From the entries below, copy every line where the string "impl" appears.

^^^^^^^^

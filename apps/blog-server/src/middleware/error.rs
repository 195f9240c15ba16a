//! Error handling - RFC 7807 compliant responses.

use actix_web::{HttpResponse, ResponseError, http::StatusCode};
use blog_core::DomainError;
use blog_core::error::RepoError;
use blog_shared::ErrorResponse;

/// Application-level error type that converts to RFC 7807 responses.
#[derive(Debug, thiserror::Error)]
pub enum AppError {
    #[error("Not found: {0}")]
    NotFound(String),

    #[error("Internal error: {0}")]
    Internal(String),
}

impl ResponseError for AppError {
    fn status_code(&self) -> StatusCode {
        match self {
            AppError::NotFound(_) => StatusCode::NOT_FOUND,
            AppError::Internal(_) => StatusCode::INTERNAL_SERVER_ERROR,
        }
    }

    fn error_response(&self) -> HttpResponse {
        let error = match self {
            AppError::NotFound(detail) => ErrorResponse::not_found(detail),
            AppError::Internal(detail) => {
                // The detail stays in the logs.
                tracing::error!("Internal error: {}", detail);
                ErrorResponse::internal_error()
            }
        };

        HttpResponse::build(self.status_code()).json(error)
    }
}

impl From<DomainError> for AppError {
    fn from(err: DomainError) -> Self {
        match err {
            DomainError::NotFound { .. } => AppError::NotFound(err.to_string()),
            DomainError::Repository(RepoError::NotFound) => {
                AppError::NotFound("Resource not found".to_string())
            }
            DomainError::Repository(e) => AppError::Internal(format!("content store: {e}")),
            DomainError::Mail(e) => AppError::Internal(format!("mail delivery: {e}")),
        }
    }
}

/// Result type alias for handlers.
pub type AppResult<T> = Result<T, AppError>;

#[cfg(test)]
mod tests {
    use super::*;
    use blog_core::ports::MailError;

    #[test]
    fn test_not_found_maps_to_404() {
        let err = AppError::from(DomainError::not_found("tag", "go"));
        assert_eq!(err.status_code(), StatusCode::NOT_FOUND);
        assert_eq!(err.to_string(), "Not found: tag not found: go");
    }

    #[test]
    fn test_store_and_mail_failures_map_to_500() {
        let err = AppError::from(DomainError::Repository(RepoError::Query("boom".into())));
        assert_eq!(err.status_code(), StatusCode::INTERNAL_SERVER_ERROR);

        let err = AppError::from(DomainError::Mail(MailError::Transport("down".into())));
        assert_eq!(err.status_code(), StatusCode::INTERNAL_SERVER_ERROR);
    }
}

^^^^^^^^

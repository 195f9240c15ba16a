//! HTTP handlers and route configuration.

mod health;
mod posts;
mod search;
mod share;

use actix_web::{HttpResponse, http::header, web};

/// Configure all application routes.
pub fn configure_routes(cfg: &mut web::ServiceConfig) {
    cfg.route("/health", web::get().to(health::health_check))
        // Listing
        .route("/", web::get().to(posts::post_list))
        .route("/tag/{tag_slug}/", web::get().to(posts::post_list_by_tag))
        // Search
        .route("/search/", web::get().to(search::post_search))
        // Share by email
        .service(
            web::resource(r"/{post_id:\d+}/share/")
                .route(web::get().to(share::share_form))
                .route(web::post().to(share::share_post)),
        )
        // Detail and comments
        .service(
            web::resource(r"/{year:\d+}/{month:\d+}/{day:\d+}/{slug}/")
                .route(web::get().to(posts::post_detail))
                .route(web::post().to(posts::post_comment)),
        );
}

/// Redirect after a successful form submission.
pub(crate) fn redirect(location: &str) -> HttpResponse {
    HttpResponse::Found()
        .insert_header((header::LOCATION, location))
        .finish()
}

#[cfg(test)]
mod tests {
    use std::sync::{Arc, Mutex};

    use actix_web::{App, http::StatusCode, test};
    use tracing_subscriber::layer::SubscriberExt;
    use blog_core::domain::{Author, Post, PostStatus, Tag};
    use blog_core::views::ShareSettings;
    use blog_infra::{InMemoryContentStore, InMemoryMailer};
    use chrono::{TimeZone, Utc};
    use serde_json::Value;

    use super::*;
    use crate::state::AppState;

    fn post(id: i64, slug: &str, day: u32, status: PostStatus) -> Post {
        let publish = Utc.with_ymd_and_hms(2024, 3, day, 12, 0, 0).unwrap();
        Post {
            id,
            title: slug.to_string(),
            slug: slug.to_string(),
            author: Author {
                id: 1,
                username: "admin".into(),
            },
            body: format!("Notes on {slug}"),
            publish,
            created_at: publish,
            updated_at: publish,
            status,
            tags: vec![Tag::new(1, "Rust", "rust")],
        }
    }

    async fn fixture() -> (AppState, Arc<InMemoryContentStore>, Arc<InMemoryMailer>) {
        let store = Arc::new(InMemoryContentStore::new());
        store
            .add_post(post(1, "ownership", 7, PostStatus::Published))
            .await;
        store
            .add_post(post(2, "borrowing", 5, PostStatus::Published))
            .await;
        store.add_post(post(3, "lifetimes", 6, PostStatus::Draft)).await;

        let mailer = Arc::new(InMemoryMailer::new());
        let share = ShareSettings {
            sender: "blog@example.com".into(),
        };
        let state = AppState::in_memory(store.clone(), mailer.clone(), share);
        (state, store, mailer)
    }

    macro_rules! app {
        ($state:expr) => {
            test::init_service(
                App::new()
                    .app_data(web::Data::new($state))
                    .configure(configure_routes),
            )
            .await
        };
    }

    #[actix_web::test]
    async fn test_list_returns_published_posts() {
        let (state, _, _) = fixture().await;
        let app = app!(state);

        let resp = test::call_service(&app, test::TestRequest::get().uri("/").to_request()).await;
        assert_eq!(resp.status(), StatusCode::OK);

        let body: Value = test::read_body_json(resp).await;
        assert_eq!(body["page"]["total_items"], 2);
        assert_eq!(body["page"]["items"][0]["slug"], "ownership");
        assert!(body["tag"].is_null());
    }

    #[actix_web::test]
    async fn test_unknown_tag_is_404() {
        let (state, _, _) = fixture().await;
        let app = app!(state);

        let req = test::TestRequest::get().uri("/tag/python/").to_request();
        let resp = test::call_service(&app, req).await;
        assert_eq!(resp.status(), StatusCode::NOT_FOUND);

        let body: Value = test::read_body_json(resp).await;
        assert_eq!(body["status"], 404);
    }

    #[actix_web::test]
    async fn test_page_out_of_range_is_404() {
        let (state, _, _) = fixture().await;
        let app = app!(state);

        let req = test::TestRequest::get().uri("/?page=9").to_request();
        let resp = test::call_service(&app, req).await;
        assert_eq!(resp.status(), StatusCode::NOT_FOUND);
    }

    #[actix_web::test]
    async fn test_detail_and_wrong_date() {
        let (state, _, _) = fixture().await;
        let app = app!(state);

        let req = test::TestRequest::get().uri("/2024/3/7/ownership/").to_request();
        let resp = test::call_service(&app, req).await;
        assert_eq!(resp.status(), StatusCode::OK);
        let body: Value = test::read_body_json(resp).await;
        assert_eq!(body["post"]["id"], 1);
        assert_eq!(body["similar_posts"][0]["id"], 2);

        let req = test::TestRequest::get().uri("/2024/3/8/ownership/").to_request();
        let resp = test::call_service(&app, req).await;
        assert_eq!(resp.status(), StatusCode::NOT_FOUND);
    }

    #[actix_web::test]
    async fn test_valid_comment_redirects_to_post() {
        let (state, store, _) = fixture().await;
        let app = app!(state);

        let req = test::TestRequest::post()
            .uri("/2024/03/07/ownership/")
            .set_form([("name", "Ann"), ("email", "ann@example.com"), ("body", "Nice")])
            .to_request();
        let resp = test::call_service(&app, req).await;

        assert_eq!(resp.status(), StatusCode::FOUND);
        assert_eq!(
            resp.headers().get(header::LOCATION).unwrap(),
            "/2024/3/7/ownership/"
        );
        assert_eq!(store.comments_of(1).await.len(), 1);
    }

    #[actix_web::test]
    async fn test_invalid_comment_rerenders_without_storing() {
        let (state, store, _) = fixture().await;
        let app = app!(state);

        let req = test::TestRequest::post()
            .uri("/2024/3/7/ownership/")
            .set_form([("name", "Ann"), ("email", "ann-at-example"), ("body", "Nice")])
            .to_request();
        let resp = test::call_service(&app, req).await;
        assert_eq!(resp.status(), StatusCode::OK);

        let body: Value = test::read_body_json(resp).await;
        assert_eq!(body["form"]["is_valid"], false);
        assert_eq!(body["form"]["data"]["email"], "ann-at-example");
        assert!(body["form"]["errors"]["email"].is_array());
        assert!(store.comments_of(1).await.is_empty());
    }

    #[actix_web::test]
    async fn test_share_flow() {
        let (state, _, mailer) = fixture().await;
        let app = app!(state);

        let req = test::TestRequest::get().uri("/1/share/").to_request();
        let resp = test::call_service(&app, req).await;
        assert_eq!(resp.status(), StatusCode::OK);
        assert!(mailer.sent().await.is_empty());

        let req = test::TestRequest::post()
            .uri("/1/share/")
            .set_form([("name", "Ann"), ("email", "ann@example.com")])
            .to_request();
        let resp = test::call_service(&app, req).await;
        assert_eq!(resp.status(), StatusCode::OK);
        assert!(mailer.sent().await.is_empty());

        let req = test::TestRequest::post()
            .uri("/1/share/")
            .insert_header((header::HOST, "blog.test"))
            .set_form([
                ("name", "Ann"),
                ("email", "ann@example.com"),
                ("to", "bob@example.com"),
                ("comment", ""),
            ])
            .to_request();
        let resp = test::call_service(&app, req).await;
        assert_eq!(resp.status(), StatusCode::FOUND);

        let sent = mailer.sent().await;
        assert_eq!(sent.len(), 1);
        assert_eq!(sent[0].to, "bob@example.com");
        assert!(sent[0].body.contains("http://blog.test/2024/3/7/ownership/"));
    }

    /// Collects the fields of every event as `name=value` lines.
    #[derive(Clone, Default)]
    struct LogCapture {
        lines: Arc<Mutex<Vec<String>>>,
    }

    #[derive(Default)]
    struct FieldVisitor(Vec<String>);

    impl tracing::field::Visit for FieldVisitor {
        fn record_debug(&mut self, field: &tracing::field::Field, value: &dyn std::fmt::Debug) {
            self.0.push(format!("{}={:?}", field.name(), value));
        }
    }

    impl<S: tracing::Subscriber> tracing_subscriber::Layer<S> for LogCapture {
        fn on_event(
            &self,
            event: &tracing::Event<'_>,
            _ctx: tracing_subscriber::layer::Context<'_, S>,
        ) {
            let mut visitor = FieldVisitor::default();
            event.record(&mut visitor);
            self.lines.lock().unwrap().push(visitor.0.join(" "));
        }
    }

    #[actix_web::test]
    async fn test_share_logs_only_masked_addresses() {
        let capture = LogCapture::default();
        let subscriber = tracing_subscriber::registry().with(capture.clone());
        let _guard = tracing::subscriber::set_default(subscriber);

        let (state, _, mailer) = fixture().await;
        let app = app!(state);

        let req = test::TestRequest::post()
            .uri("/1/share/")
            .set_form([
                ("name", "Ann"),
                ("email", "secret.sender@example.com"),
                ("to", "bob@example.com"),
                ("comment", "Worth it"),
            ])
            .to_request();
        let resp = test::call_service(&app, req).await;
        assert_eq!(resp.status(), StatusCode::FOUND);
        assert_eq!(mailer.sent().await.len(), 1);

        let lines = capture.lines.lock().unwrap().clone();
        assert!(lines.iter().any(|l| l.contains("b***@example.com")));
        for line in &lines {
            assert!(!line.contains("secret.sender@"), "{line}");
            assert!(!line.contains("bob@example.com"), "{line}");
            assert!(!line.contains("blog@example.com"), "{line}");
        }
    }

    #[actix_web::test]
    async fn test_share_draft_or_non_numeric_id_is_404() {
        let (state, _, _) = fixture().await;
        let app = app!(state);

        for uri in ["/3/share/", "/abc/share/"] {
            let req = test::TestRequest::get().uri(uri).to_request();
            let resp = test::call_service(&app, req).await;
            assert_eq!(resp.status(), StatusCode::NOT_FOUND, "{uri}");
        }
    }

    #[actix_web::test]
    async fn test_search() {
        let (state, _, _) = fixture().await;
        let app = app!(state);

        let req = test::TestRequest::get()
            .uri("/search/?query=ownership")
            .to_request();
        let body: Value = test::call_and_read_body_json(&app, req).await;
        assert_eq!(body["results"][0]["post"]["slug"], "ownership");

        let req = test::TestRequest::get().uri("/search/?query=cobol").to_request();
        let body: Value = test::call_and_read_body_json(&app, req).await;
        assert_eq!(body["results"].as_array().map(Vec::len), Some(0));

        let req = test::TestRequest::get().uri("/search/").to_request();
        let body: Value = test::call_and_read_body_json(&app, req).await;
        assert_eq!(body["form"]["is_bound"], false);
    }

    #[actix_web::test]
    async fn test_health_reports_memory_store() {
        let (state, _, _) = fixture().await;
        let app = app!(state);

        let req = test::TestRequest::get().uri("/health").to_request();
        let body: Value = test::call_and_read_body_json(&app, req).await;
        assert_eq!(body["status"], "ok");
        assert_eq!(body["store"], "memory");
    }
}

^^^^^^^^

# Written answer
impl ResponseError for AppError {
impl From<DomainError> for AppError {
    impl tracing::field::Visit for FieldVisitor {
    impl<S: tracing::Subscriber> tracing_subscriber::Layer<S> for LogCapture {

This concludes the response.